Top of DATA SUPPLIED

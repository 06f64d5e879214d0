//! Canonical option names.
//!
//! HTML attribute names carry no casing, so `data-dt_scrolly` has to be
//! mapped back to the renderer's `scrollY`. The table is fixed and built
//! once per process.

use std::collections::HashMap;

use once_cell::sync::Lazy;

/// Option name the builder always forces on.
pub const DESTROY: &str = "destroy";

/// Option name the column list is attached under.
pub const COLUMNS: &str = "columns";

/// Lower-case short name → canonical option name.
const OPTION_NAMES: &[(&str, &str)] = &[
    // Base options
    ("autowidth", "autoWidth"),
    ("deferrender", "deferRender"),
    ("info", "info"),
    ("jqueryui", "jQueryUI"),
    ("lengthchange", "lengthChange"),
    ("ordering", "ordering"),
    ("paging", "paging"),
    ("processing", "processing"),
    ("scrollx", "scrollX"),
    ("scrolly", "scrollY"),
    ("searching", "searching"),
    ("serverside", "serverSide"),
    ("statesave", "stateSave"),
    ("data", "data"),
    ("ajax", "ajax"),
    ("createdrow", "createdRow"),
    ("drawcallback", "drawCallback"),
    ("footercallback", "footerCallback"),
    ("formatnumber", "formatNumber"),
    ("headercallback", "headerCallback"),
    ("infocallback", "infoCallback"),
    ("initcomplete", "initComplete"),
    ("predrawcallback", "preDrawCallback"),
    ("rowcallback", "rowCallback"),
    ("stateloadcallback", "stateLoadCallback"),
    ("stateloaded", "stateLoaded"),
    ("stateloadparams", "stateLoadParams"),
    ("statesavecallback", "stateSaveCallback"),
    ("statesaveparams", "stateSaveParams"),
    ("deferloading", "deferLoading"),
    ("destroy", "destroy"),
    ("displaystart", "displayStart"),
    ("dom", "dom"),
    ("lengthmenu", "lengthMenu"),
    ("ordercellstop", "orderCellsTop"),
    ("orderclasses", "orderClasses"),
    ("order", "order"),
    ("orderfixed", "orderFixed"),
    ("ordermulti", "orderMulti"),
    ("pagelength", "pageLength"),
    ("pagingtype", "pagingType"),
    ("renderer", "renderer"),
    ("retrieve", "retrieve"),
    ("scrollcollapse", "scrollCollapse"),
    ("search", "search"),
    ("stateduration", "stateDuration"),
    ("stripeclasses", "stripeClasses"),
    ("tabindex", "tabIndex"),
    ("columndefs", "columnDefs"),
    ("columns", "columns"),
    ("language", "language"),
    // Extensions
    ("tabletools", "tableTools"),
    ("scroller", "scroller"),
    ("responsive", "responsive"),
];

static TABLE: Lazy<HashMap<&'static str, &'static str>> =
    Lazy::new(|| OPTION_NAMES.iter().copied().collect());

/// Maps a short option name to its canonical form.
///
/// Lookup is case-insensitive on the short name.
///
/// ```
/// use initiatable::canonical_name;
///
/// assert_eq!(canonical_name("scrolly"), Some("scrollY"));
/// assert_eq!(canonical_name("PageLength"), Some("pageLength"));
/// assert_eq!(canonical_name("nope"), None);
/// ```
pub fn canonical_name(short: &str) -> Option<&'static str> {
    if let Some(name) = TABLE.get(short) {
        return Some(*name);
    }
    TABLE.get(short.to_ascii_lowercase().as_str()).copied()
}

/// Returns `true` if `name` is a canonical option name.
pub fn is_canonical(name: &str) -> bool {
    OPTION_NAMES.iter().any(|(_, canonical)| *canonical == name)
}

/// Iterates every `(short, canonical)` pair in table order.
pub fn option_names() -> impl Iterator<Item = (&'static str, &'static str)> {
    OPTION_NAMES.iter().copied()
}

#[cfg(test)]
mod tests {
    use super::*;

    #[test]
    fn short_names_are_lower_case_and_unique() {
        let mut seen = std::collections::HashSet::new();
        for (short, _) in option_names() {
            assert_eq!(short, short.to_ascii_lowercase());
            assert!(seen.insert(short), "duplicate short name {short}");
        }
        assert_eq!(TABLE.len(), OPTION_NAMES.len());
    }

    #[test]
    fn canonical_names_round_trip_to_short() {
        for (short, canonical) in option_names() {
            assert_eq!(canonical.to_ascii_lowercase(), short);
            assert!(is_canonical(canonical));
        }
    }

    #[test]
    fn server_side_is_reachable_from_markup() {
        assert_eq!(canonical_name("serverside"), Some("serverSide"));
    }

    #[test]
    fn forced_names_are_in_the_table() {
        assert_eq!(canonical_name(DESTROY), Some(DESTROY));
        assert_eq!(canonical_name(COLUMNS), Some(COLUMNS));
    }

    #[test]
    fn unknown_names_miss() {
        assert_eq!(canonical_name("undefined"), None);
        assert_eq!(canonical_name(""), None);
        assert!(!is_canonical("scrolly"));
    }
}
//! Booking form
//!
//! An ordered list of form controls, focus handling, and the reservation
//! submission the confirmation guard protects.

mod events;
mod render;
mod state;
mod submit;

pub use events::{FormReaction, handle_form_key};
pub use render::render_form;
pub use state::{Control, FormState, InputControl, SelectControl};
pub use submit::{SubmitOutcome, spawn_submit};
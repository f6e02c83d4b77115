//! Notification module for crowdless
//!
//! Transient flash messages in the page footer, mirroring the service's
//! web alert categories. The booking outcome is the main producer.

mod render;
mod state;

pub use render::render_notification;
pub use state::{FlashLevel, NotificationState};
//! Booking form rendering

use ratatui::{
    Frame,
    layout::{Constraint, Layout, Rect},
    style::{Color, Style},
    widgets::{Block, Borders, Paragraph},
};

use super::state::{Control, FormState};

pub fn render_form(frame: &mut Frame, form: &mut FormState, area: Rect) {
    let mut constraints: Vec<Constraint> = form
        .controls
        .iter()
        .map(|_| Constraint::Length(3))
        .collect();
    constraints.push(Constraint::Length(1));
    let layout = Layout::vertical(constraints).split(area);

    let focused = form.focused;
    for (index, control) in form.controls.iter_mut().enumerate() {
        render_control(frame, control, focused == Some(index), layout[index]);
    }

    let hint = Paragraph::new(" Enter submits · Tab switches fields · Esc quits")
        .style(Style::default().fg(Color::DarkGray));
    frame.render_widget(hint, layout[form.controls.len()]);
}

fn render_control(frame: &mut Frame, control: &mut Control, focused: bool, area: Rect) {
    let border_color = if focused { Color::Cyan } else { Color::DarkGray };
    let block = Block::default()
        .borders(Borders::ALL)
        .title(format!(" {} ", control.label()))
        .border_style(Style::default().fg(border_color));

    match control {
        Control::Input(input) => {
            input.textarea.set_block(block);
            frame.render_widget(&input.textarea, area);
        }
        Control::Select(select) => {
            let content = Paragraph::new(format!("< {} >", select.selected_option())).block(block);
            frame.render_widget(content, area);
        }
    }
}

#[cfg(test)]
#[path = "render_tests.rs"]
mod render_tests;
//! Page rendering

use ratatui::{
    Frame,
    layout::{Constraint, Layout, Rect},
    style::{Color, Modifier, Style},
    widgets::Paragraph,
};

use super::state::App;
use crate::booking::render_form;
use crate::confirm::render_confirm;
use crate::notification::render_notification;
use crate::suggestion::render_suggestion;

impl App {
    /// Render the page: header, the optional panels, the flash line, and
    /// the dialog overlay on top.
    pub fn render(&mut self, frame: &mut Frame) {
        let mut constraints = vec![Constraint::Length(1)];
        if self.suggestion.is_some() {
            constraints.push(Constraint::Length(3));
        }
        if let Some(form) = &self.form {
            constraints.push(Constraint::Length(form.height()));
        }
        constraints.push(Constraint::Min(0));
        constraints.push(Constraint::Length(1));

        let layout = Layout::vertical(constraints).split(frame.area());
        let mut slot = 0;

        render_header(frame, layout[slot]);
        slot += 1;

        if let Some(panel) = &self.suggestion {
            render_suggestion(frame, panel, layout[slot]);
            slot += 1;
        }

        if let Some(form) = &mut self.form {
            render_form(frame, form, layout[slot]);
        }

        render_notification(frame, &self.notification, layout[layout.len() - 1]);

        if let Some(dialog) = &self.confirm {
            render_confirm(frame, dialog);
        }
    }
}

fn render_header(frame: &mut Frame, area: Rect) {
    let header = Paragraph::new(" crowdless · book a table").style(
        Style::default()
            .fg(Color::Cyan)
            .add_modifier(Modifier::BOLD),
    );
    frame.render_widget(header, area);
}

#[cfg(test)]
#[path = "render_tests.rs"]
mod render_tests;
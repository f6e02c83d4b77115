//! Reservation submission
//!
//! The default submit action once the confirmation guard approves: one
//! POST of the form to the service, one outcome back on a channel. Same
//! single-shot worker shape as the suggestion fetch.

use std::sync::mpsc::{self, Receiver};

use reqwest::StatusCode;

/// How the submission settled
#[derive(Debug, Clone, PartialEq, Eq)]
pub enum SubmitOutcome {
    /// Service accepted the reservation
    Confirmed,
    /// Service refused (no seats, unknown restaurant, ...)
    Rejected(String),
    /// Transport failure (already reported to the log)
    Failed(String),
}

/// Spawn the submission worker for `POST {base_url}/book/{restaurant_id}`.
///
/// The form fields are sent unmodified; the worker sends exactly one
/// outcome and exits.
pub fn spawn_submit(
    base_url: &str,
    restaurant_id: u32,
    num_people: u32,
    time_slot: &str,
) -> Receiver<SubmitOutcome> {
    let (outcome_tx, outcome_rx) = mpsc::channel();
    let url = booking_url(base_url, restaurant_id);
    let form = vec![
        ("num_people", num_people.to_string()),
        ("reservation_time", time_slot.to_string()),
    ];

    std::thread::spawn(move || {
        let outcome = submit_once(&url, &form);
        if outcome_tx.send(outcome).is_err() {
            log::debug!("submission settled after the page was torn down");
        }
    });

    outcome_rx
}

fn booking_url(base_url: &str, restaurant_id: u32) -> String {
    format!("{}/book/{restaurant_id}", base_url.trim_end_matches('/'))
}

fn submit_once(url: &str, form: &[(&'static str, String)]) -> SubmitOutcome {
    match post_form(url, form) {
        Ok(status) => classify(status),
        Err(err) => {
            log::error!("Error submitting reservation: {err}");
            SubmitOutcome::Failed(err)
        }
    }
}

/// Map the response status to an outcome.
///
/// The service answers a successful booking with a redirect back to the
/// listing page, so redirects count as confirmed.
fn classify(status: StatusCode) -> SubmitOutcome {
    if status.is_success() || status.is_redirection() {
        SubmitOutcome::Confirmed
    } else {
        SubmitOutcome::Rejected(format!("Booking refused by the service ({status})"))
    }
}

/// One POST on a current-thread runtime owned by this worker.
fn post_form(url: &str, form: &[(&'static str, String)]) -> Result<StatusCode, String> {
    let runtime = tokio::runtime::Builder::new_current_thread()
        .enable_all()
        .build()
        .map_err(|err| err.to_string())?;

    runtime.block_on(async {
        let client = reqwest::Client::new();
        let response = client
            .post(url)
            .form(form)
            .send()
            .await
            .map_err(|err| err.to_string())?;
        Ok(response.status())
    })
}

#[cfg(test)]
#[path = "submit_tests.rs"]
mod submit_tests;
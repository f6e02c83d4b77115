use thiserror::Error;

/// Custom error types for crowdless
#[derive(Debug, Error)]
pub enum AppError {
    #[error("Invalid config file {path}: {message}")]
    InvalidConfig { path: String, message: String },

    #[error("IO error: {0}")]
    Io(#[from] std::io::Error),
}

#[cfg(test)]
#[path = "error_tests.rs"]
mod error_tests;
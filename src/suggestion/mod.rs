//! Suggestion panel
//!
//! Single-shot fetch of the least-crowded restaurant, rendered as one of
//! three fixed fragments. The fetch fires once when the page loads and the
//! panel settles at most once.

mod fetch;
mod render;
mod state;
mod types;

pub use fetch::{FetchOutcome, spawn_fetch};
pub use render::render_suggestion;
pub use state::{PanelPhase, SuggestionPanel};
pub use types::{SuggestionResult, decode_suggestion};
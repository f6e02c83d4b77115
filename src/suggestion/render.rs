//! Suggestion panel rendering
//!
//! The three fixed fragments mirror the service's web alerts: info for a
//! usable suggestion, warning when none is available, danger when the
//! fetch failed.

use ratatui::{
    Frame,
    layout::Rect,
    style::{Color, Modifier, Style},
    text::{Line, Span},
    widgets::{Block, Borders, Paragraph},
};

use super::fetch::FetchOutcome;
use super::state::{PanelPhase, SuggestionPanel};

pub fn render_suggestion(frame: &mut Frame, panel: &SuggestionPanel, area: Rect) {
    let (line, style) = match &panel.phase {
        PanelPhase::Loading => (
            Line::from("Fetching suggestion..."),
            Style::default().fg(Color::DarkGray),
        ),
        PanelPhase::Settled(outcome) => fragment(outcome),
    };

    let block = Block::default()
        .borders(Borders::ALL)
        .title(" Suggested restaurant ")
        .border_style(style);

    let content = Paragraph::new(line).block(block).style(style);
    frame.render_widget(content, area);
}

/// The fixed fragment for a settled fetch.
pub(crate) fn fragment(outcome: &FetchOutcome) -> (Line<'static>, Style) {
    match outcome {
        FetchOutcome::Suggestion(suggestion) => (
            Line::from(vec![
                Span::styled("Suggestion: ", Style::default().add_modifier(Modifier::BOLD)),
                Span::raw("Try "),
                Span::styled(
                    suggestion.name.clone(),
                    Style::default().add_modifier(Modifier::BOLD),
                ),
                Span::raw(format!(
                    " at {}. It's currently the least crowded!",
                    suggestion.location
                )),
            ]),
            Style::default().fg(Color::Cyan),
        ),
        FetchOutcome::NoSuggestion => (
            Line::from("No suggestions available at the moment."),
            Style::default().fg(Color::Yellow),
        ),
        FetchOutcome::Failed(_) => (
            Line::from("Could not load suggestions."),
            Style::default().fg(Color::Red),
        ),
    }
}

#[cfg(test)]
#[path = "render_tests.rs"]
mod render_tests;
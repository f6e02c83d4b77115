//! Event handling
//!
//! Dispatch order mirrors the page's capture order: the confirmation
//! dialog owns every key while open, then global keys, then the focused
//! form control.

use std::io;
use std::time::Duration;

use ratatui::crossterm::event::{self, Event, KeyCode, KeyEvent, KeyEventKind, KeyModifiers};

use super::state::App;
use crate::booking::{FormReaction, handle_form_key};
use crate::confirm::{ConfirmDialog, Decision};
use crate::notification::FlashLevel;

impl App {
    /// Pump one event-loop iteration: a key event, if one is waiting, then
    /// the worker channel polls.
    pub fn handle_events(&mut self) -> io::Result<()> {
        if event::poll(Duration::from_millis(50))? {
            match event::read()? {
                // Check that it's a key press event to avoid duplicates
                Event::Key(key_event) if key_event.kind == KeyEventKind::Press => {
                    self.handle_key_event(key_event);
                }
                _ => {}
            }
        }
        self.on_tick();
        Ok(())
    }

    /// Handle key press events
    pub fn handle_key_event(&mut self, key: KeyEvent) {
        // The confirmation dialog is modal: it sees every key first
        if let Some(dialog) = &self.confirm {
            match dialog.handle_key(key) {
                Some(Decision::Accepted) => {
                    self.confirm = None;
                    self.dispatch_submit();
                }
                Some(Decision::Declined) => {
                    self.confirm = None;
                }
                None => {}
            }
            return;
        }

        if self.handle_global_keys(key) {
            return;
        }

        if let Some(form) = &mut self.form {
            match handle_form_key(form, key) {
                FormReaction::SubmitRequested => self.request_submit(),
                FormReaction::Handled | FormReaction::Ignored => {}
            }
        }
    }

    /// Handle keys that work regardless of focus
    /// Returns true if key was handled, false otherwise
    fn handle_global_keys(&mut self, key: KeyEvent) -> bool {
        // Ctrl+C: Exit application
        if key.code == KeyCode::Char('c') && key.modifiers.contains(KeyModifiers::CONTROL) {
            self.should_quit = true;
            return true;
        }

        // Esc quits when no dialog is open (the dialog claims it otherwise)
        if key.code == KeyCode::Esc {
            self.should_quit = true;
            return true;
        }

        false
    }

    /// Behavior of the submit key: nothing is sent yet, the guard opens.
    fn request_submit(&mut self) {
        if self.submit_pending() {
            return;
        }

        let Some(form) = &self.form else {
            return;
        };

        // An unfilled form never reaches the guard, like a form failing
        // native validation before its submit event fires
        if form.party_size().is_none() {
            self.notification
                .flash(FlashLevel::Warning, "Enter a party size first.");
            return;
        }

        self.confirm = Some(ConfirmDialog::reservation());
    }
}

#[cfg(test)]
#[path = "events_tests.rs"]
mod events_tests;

Bottom of DATA SUPPLIED

TASK OBJECTIVE |
A single figure is required: how many lines above contain the word "Lazy".

YOUR RESPONSE |
3